**Work to be completed:**
Find each line below that includes "crate", then copy it.

**Supplied data:**
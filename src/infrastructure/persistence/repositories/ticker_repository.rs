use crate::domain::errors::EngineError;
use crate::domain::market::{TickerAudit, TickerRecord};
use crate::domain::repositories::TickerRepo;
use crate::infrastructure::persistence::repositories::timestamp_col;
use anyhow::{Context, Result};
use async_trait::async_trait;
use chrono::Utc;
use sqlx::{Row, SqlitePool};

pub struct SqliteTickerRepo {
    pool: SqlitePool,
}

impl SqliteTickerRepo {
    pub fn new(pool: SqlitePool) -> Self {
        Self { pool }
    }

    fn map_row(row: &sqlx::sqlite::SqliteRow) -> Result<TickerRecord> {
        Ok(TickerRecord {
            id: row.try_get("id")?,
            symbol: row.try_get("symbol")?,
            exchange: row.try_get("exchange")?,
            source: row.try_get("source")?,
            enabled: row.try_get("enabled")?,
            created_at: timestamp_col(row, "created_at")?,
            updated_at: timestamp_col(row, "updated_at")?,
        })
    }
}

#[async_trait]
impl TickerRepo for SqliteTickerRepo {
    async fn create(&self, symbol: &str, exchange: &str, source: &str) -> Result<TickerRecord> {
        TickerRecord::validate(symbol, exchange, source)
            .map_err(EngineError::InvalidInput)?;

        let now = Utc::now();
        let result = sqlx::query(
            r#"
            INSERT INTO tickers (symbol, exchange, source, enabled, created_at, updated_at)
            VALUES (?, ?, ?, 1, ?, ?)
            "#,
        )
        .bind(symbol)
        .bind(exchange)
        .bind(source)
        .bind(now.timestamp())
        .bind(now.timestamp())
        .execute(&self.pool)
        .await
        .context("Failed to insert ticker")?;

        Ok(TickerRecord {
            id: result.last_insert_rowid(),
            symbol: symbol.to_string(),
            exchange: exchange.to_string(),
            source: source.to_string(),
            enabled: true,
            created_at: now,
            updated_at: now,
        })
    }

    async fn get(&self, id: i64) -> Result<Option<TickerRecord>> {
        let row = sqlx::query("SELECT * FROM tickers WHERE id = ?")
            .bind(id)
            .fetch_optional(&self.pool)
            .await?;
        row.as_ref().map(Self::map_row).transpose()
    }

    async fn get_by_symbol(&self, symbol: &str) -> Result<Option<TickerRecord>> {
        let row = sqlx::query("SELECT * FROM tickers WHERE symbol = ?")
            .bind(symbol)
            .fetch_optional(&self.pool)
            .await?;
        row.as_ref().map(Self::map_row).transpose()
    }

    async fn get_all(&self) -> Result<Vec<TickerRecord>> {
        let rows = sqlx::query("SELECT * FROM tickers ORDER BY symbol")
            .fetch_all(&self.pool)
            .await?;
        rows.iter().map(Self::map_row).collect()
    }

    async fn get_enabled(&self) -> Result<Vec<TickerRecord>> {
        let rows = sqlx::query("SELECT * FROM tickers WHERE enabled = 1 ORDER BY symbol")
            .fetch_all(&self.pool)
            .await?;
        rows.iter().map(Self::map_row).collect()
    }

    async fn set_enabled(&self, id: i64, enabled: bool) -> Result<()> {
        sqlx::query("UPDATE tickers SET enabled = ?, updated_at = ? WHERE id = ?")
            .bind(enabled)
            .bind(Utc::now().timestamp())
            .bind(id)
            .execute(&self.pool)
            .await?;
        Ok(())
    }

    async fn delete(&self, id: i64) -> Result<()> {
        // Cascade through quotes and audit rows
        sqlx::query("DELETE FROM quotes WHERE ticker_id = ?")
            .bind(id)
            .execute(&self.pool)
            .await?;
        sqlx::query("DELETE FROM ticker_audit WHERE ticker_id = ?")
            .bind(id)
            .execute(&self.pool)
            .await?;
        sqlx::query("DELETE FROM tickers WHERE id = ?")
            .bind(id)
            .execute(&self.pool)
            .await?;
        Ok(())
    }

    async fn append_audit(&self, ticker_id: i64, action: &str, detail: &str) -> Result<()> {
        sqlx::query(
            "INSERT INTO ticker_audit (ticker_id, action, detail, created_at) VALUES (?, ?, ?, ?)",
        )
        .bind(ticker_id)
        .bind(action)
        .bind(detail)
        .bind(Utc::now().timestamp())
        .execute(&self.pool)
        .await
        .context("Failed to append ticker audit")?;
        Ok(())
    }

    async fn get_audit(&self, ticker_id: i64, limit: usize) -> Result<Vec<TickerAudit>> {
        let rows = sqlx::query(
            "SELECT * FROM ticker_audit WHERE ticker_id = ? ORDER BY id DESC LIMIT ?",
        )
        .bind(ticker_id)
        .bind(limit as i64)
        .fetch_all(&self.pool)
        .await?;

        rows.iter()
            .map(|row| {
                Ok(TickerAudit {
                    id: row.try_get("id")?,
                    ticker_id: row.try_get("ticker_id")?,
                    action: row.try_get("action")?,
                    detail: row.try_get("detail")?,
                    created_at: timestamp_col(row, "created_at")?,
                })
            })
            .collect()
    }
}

**Output of the task:**
use crate::domain::errors::EngineError;
use crate::domain::market::{TickerAudit, TickerRecord};
use crate::domain::repositories::TickerRepo;
use crate::infrastructure::persistence::repositories::timestamp_col;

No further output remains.